Changes considered to be normal aging processes in dogs include the infiltration of fat within the heart muscle,
splenic siderotic plaques (deposits of pigmented tissue with in the spleen,) and adrenal cortical hyperplasia
(enlargement of the outer portion of the adrenal gland.) Of questionable significance is the arteriosclerosis in the
arteries of the heart and lumbar skeletal muscles. It is possible that this was due to hypothyroidism; unfortunately,
the thyroid glands were not evaluated microscopically to further pursue this theory. The changes are not highly
suggestive of hypothyroidism given their character and distribution, so the significance of these changes is not clear.

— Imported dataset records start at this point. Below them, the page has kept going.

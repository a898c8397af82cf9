//! folder2pdf CLI tool
//!
//! Converts the images in `img/` into one PDF, or each document in `DOC/`
//! into its own PDF, writing the results to `PDF/`.

use std::io::{self, BufRead, Write};
use std::path::{Path, PathBuf};
use std::process;

use anyhow::{bail, Context};
use clap::{ArgAction, Parser, Subcommand};
use tracing_subscriber::EnvFilter;

use folder2pdf::config::{
    base_name_or, Settings, DEFAULT_DOCUMENT_BASE_NAME, DEFAULT_IMAGE_BASE_NAME,
};
use folder2pdf::layout::TextLayout;
use folder2pdf::pipeline::{collect_documents, collect_images, documents_to_pdf, images_to_pdf};
use folder2pdf::viewer::open_in_viewer;

/// folder2pdf - Turn a folder of images or documents into PDFs
#[derive(Parser)]
#[command(name = "folder2pdf")]
#[command(author, version, about, long_about = None)]
#[command(after_help = "EXAMPLES:
    # Pick a mode interactively
    folder2pdf

    # All images in img/ into one PDF named vacation[<n>]_<timestamp>.pdf
    folder2pdf images --name vacation

    # Each document in ./notes into its own PDF, without opening a viewer
    folder2pdf docs --doc-dir notes --no-open")]
struct Cli {
    #[command(subcommand)]
    command: Option<Commands>,

    /// Directory that relative folders resolve against (default: the executable's directory)
    #[arg(long, global = true, value_name = "DIR")]
    root: Option<PathBuf>,

    /// Image source folder
    #[arg(long, global = true, value_name = "DIR")]
    img_dir: Option<PathBuf>,

    /// Document source folder
    #[arg(long, global = true, value_name = "DIR")]
    doc_dir: Option<PathBuf>,

    /// Output folder for generated PDFs
    #[arg(long, global = true, value_name = "DIR")]
    pdf_dir: Option<PathBuf>,

    /// Do not open generated PDFs in the system viewer
    #[arg(long, global = true)]
    no_open: bool,

    /// Show progress logging (-v for info, -vv for debug)
    #[arg(short, long, global = true, action = ArgAction::Count)]
    verbose: u8,
}

#[derive(Subcommand)]
enum Commands {
    /// Combine every image in the image folder into one PDF
    Images {
        /// Base name for the PDF (prompted for when omitted)
        #[arg(short, long)]
        name: Option<String>,
    },

    /// Convert each document in the document folder into its own PDF
    Docs {
        /// Base name for the PDFs (prompted for when omitted)
        #[arg(short, long)]
        name: Option<String>,
    },
}

fn main() {
    let cli = Cli::parse();
    init_logging(cli.verbose);

    if let Err(e) = run(cli) {
        eprintln!("Error: {:#}", e);
        process::exit(1);
    }
}

fn init_logging(verbose: u8) {
    let level = match verbose {
        0 => "error",
        1 => "info",
        _ => "debug",
    };
    tracing_subscriber::fmt()
        .with_env_filter(EnvFilter::new(format!("folder2pdf={}", level)))
        .with_writer(io::stderr)
        .with_target(false)
        .init();
}

fn run(cli: Cli) -> anyhow::Result<()> {
    let settings = settings_from(&cli)?;

    let command = match cli.command {
        Some(command) => command,
        None => choose_mode()?,
    };

    match command {
        Commands::Images { name } => cmd_images(&settings, name),
        Commands::Docs { name } => cmd_docs(&settings, name),
    }
}

/// Build run settings from the command line
fn settings_from(cli: &Cli) -> anyhow::Result<Settings> {
    let mut settings = match &cli.root {
        Some(root) => Settings {
            root: root.clone(),
            ..Settings::default()
        },
        None => Settings::beside_executable().context("Could not locate the program directory")?,
    };

    settings.open_viewer = !cli.no_open;
    if let Some(dir) = &cli.img_dir {
        settings.image_dir = dir.clone();
    }
    if let Some(dir) = &cli.doc_dir {
        settings.document_dir = dir.clone();
    }
    if let Some(dir) = &cli.pdf_dir {
        settings.output_dir = dir.clone();
    }

    Ok(settings)
}

/// Print a question and read one line of input (empty on end of input)
fn prompt(question: &str) -> io::Result<String> {
    print!("{}", question);
    io::stdout().flush()?;

    let mut line = String::new();
    io::stdin().lock().read_line(&mut line)?;
    Ok(line.trim().to_string())
}

/// Interactive mode menu
fn choose_mode() -> anyhow::Result<Commands> {
    println!("Choose conversion type:");
    println!("  1  Images to PDF");
    println!("  2  Documents to PDF");

    let choice = prompt("Enter 1 or 2: ")?;
    match choice.as_str() {
        "1" => Ok(Commands::Images { name: None }),
        "2" => Ok(Commands::Docs { name: None }),
        _ => bail!("Invalid choice: '{}'", choice),
    }
}

/// Use `--name` when given, otherwise ask
fn resolve_base_name(name: Option<String>, question: &str, default: &str) -> anyhow::Result<String> {
    let input = match name {
        Some(name) => name,
        None => prompt(question)?,
    };
    Ok(base_name_or(&input, default))
}

fn open_if_requested(settings: &Settings, path: &Path) {
    if !settings.open_viewer {
        return;
    }
    if let Err(e) = open_in_viewer(path) {
        eprintln!("Warning: could not open {}: {}", path.display(), e);
    }
}

/// Combine all images into one PDF
fn cmd_images(settings: &Settings, name: Option<String>) -> anyhow::Result<()> {
    let images = collect_images(&settings.image_path())?;

    let base_name = resolve_base_name(
        name,
        "Enter a name for your PDF file (e.g. vacation, report): ",
        DEFAULT_IMAGE_BASE_NAME,
    )?;

    eprintln!("Converting {} images...", images.len());
    let output = images_to_pdf(&images, &settings.output_path(), &base_name)?;

    println!("PDF created: {}", output.display());
    open_if_requested(settings, &output);

    Ok(())
}

/// Convert each document into its own PDF
fn cmd_docs(settings: &Settings, name: Option<String>) -> anyhow::Result<()> {
    let documents = collect_documents(&settings.document_path())?;

    let base_name = resolve_base_name(
        name,
        "Enter a base name for your document PDF(s) (e.g. report, notes): ",
        DEFAULT_DOCUMENT_BASE_NAME,
    )?;

    eprintln!("Converting {} documents...", documents.len());
    let report = documents_to_pdf(
        &documents,
        &settings.output_path(),
        &base_name,
        &TextLayout::default(),
    )?;

    for skipped in &report.skipped {
        let file = skipped
            .path
            .file_name()
            .map(|n| n.to_string_lossy().into_owned())
            .unwrap_or_default();
        eprintln!("Warning: could not convert {}: {}", file, skipped.reason);
    }

    for output in &report.written {
        println!("PDF created: {}", output.display());
        open_if_requested(settings, output);
    }

    eprintln!(
        "{} converted, {} skipped",
        report.written.len(),
        report.skipped.len()
    );

    Ok(())
}
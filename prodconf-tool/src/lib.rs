//! # prodconf-tool
//!
//! Library side of the `pconf` command line tool.
//!
//! - [`ctx`] - Catalog, selection paths and the change observable registry
//! - [`commands`] - One handler per subcommand
//! - [`render`] - Colored tree output

#[macro_use]
extern crate log;

pub mod commands;
pub mod ctx;
pub mod render;
//! Property tests for the selection rules of a configuration tree.

use std::collections::BTreeSet;

use prodconf::{Catalog, CatalogError, ConfigError, OptionId, ProductConfiguration, SelectionKind};
use proptest::prelude::*;
use serde_json::json;

// ── Helpers ──────────────────────────────────────────────────────────

fn catalog() -> Catalog {
    serde_json::from_value(json!({
        "featureRefs": ["frame", "wheels", "kit"],
        "featureDefs": [
            {"code": "frame", "kind": "selectOne", "options": [
                {"code": "alu", "featureRefs": ["paint"]},
                {"code": "carbon", "featureRefs": ["paint", "decals"]},
                {"code": "steel"}
            ]},
            {"code": "paint", "kind": "selectOne", "optional": true, "options": [
                {"code": "matte"}, {"code": "gloss"}, {"code": "raw"}
            ]},
            {"code": "decals", "kind": "selectMany", "optional": true, "options": [
                {"code": "logo"}, {"code": "stripes"}
            ]},
            {"code": "wheels", "kind": "selectMany", "options": [
                {"code": "front"}, {"code": "rear"}, {"code": "spare", "featureRefs": ["paint"]}
            ]},
            {"code": "kit", "kind": "group", "options": [
                {"code": "tools", "featureRefs": ["decals"]},
                {"code": "lights", "featureRefs": ["wheels"]}
            ]}
        ]
    }))
    .unwrap()
}

/// `front` and `back` share one `next` level, either as children of one
/// option or flattened by a group.
fn panel_catalog(front: &BTreeSet<String>, back: &BTreeSet<String>, grouped: bool) -> Catalog {
    let options = |codes: &BTreeSet<String>| {
        codes
            .iter()
            .map(|c| json!({"code": c}))
            .collect::<Vec<_>>()
    };
    let top = if grouped {
        json!({"code": "panel", "kind": "group", "options": [
            {"code": "l", "featureRefs": ["front"]},
            {"code": "r", "featureRefs": ["back"]}
        ]})
    } else {
        json!({"code": "panel", "kind": "selectOne", "options": [
            {"code": "custom", "featureRefs": ["front", "back"]}
        ]})
    };
    serde_json::from_value(json!({
        "featureRefs": ["panel"],
        "featureDefs": [
            top,
            {"code": "front", "kind": "selectOne", "options": options(front)},
            {"code": "back", "kind": "selectMany", "options": options(back)}
        ]
    }))
    .unwrap()
}

fn arb_codes() -> impl Strategy<Value = BTreeSet<String>> {
    proptest::collection::btree_set("[a-d]", 1..=3)
}

fn arb_ops() -> impl Strategy<Value = Vec<(usize, bool)>> {
    proptest::collection::vec((0usize..64, any::<bool>()), 0..=40)
}

fn option_at(c: &ProductConfiguration, i: usize) -> OptionId {
    let all: Vec<OptionId> = c.options().map(|(id, _)| id).collect();
    all[i % all.len()]
}

// ═════════════════════════════════════════════════════════════════════════
// 1. Select-one features never hold more than one selection
// ═════════════════════════════════════════════════════════════════════════

proptest! {
    #[test]
    fn select_one_exclusive(ops in arb_ops()) {
        let mut c = ProductConfiguration::new(&catalog(), &[]).unwrap();
        for (i, value) in ops {
            let option = option_at(&c, i);
            let _ = c.set_selected(option, value);

            for (id, feature) in c.features() {
                if feature.kind() == SelectionKind::SelectOne {
                    prop_assert!(c.selected_options(id).len() <= 1);
                }
            }
        }
    }
}

// ═════════════════════════════════════════════════════════════════════════
// 2. Select-many siblings are independent
// ═════════════════════════════════════════════════════════════════════════

proptest! {
    #[test]
    fn select_many_independent(ops in arb_ops(), target in 0usize..64, value in any::<bool>()) {
        let mut c = ProductConfiguration::new(&catalog(), &[]).unwrap();
        for (i, v) in ops {
            let option = option_at(&c, i);
            let _ = c.set_selected(option, v);
        }

        let option = option_at(&c, target);
        let feature = c.option(option).unwrap().feature();
        prop_assume!(c.feature(feature).unwrap().kind() == SelectionKind::SelectMany);

        let siblings: Vec<(OptionId, bool)> = c
            .feature(feature)
            .unwrap()
            .options()
            .iter()
            .filter(|o| **o != option)
            .map(|o| (*o, c.option(*o).unwrap().is_selected()))
            .collect();

        c.set_selected(option, value).unwrap();
        for (sibling, before) in siblings {
            prop_assert_eq!(c.option(sibling).unwrap().is_selected(), before);
        }
    }
}

// ═════════════════════════════════════════════════════════════════════════
// 3. Group options reject every mutation
// ═════════════════════════════════════════════════════════════════════════

proptest! {
    #[test]
    fn group_mutation_rejected(i in 0usize..64, value in any::<bool>()) {
        let mut c = ProductConfiguration::new(&catalog(), &[]).unwrap();
        let option = option_at(&c, i);
        let kind = c.feature(c.option(option).unwrap().feature()).unwrap().kind();
        prop_assume!(kind == SelectionKind::Group);

        let before = c.get_api_selection();
        prop_assert!(c.set_selected(option, value).is_err());
        prop_assert!(c.select_exclusive(option).is_err());
        prop_assert_eq!(c.get_api_selection(), before);
    }
}

// ═════════════════════════════════════════════════════════════════════════
// 4. Serialized state rebuilds to the same serialized state
// ═════════════════════════════════════════════════════════════════════════

proptest! {
    #[test]
    fn rebuild_round_trip(ops in arb_ops()) {
        let mut c = ProductConfiguration::new(&catalog(), &[]).unwrap();
        for (i, value) in ops {
            let option = option_at(&c, i);
            let _ = c.set_selected(option, value);
        }

        let selection = c.get_api_selection();
        let rebuilt = ProductConfiguration::new(&catalog(), &selection).unwrap();
        prop_assert_eq!(rebuilt.get_api_selection(), selection);
    }
}

// ═════════════════════════════════════════════════════════════════════════
// 5. Features sharing a level either collide at validation or round-trip
// ═════════════════════════════════════════════════════════════════════════

proptest! {
    #[test]
    fn shared_level_codes(front in arb_codes(), back in arb_codes(), grouped in any::<bool>()) {
        let catalog = panel_catalog(&front, &back, grouped);
        let overlap = front.intersection(&back).next().is_some();

        match ProductConfiguration::new(&catalog, &[]) {
            Err(err) => {
                prop_assert!(overlap);
                let is_ambiguous = matches!(
                    err,
                    ConfigError::Catalog(CatalogError::AmbiguousOptionCode { .. })
                );
                prop_assert!(is_ambiguous);
            }
            Ok(mut c) => {
                prop_assert!(!overlap);
                let (parent, front_key, back_key) = if grouped {
                    (None, "panel/l/front", "panel/r/back")
                } else {
                    (Some("panel/custom"), "panel/custom/front", "panel/custom/back")
                };
                if let Some(key) = parent {
                    let option = c.find_option(key).unwrap();
                    c.set_selected(option, true).unwrap();
                }
                for (feature, code) in [(front_key, front.iter().last()), (back_key, back.iter().next())] {
                    let code = code.unwrap();
                    let option = c.find_option(&format!("{feature}/{code}")).unwrap();
                    c.set_selected(option, true).unwrap();
                }

                let selection = c.get_api_selection();
                let rebuilt = ProductConfiguration::new(&catalog, &selection).unwrap();
                prop_assert_eq!(rebuilt.get_api_selection(), selection);
            }
        }
    }
}
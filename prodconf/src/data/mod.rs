//! Catalog definitions and the selection wire format.
//!
//! Both halves are plain serde types, so they can be read from any format the
//! caller likes. [`crate::files`] provides JSON and TOML loading by file
//! extension.
//!
//! - [`catalog`] - Feature and option definitions plus catalog validation
//! - [`selection`] - The nested `SelectedOption` wire format

/// Feature and option definitions plus catalog validation.
pub mod catalog;

/// The nested `SelectedOption` wire format.
pub mod selection;
//! Colored text rendering of a configuration tree.

use colored::Colorize;
use prodconf::{FeatureNode, OptionNode, SelectionKind, render::TreeRenderer};

/// Indented outline with selection markers.
///
/// Select-one options print as `(*)`/`( )`, select-many options as
/// `[x]`/`[ ]`. Group options have no marker.
#[derive(Default)]
pub struct ColoredTree {
    lines: Vec<String>,
}

impl ColoredTree {
    pub fn new() -> Self {
        Self::default()
    }

    pub fn finish(self) -> String {
        self.lines.join("\n")
    }

    fn feature(&mut self, feature: &FeatureNode, depth: usize, tag: &str) {
        let mut line = format!(
            "{}{} {}",
            "  ".repeat(depth),
            feature.code().bold(),
            tag.dimmed()
        );
        if feature.is_optional() {
            line.push_str(&format!(" {}", "optional".dimmed()));
        }
        if !feature.description().is_empty() {
            line.push_str(&format!(" - {}", feature.description()));
        }
        self.lines.push(line);
    }
}

impl TreeRenderer for ColoredTree {
    fn group(&mut self, feature: &FeatureNode, depth: usize) {
        self.feature(feature, depth, "group");
    }

    fn select_one(&mut self, feature: &FeatureNode, depth: usize) {
        self.feature(feature, depth, "one");
    }

    fn select_many(&mut self, feature: &FeatureNode, depth: usize) {
        self.feature(feature, depth, "many");
    }

    fn option(&mut self, feature: &FeatureNode, option: &OptionNode, depth: usize) {
        let marker = match (feature.kind(), option.is_selected()) {
            (SelectionKind::Group, _) => "-".normal(),
            (SelectionKind::SelectOne, true) => "(*)".green(),
            (SelectionKind::SelectOne, false) => "( )".normal(),
            (SelectionKind::SelectMany, true) => "[x]".green(),
            (SelectionKind::SelectMany, false) => "[ ]".normal(),
        };
        let code = if option.is_selected() {
            option.code().green().to_string()
        } else {
            option.code().to_string()
        };
        self.lines
            .push(format!("{}  {marker} {code}", "  ".repeat(depth)));
    }
}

The prostatic atrophy is to be expected in a neutered male dog. The skin of the right elbow is consistent with a
pressure sore/callus. The growth on the right lower leg (acrochordon/skin tag) is benign and an incidental finding.
The changes in the lung (congestion and edema) are consistent with fluid accumulation from the medication used for
euthanasia. The ectopic hair follicle development on the tongue is bizarre, but not of clinical significance. It has
been previously reported in dogs.
The cervical lymph nodes (located in the neck) contained changes that made it seem as if there had been drainage
of blood from that area, although there was no other evidence of hemorrhage in that region. There was no evidence
of cancer within the lymph nodes.
There were no significant changes in the digestive system, endocrine system, immune system, skin, or eyes.